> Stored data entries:

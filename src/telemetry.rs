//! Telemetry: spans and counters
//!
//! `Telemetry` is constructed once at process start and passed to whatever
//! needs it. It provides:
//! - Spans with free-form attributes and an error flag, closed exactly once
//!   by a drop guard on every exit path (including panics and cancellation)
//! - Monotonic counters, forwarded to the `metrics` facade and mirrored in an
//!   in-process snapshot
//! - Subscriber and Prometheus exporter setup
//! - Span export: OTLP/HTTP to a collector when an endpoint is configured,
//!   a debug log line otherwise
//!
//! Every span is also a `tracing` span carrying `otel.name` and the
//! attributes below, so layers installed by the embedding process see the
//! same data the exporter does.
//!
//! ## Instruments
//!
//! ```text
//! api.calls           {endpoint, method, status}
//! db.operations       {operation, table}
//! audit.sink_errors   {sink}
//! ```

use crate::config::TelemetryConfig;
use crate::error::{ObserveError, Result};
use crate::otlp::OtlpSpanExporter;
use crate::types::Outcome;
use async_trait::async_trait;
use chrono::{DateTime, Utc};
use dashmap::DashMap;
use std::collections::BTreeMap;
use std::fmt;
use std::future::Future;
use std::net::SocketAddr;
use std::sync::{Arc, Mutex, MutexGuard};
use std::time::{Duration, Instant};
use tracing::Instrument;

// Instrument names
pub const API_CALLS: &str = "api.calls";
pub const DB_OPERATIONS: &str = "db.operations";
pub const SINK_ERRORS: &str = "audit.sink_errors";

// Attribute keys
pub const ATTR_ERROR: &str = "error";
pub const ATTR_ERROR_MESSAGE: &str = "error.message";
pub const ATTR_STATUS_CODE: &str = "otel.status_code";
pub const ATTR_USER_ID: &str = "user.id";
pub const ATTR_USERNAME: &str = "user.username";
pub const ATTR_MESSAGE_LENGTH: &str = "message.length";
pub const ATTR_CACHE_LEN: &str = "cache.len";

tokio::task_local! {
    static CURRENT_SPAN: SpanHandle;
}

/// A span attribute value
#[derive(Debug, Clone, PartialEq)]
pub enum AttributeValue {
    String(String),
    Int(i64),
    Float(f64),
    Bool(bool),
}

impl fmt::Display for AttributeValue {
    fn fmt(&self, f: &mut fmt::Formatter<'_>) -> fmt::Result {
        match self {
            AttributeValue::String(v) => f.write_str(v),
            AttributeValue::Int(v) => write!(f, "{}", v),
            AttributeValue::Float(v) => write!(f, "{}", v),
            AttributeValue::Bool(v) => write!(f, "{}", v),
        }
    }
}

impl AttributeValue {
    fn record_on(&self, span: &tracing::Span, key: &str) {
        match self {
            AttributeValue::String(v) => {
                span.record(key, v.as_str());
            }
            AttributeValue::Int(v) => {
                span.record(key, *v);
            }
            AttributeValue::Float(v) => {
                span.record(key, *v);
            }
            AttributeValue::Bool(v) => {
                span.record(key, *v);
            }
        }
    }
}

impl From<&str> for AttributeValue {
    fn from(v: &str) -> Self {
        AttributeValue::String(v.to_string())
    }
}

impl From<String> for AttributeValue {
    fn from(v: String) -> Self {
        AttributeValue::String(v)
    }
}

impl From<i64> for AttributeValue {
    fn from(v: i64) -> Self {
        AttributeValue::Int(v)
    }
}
---
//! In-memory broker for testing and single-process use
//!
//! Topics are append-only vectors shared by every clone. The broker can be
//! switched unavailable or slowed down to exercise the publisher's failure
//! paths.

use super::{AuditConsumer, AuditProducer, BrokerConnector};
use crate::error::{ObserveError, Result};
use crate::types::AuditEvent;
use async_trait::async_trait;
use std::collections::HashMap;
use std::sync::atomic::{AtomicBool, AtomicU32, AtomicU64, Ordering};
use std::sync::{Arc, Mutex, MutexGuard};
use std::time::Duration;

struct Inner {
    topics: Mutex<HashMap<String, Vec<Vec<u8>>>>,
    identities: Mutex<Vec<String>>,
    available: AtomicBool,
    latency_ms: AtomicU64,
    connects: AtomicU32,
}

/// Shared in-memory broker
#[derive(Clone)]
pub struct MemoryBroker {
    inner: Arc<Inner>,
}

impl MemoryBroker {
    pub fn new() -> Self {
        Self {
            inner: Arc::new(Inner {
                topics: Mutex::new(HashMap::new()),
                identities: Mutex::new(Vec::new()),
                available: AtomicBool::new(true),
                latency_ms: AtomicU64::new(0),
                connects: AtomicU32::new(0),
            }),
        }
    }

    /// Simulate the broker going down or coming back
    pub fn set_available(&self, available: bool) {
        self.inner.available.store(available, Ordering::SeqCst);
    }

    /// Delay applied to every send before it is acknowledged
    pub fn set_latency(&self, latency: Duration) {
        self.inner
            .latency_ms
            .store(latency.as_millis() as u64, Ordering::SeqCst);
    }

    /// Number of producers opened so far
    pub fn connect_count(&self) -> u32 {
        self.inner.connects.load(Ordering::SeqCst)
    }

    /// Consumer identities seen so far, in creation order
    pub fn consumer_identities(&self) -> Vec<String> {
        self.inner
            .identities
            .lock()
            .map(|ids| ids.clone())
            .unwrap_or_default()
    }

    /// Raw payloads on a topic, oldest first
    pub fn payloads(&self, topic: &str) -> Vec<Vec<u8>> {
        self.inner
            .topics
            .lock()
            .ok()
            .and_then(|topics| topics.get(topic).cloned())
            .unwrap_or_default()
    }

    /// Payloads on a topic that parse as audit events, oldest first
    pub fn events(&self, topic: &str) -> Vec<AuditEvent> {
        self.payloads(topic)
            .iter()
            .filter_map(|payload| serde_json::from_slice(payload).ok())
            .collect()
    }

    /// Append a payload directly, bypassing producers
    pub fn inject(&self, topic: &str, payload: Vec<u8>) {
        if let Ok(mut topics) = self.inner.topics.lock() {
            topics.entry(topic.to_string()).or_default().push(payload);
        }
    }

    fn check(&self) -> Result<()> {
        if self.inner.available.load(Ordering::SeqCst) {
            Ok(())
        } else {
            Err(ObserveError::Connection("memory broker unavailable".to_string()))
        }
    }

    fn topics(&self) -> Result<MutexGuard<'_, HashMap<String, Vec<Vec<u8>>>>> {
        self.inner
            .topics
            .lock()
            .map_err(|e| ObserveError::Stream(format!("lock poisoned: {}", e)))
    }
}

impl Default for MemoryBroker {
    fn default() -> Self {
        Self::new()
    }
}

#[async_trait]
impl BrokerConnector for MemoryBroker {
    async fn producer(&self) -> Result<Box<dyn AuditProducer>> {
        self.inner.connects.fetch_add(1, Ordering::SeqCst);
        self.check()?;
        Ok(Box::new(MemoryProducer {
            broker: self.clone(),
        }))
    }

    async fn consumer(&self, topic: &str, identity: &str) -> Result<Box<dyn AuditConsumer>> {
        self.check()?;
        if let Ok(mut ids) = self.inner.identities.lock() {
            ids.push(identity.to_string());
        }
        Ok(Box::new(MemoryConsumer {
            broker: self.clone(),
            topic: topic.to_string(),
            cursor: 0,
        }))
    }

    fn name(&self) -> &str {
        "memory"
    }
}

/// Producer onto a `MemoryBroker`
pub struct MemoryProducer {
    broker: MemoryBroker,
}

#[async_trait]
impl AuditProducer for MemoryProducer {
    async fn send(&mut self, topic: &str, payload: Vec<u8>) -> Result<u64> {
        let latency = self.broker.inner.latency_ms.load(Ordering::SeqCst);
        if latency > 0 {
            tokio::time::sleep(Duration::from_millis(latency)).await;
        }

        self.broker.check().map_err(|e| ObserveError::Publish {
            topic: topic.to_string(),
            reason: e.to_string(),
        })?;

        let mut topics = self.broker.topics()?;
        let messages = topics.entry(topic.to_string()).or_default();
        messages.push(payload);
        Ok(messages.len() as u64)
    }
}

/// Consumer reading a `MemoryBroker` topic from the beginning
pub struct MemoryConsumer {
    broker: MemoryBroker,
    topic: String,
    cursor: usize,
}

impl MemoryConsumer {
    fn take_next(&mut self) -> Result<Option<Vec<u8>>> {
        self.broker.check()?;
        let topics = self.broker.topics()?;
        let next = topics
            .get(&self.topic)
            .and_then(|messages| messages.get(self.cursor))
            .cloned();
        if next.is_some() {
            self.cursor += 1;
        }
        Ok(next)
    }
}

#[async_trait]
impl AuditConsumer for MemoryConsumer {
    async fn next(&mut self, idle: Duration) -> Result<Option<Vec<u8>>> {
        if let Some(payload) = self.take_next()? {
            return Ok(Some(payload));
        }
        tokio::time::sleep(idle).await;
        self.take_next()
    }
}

> INSTRUCTIONS TO FOLLOW: Using the data above, return each line that includes the word "ObserveError".

> ANSWER TO THIS EXERCISE:
use crate::error::{ObserveError, Result};
use crate::error::{ObserveError, Result};
            Err(ObserveError::Connection("memory broker unavailable".to_string()))
            .map_err(|e| ObserveError::Stream(format!("lock poisoned: {}", e)))
        self.broker.check().map_err(|e| ObserveError::Publish {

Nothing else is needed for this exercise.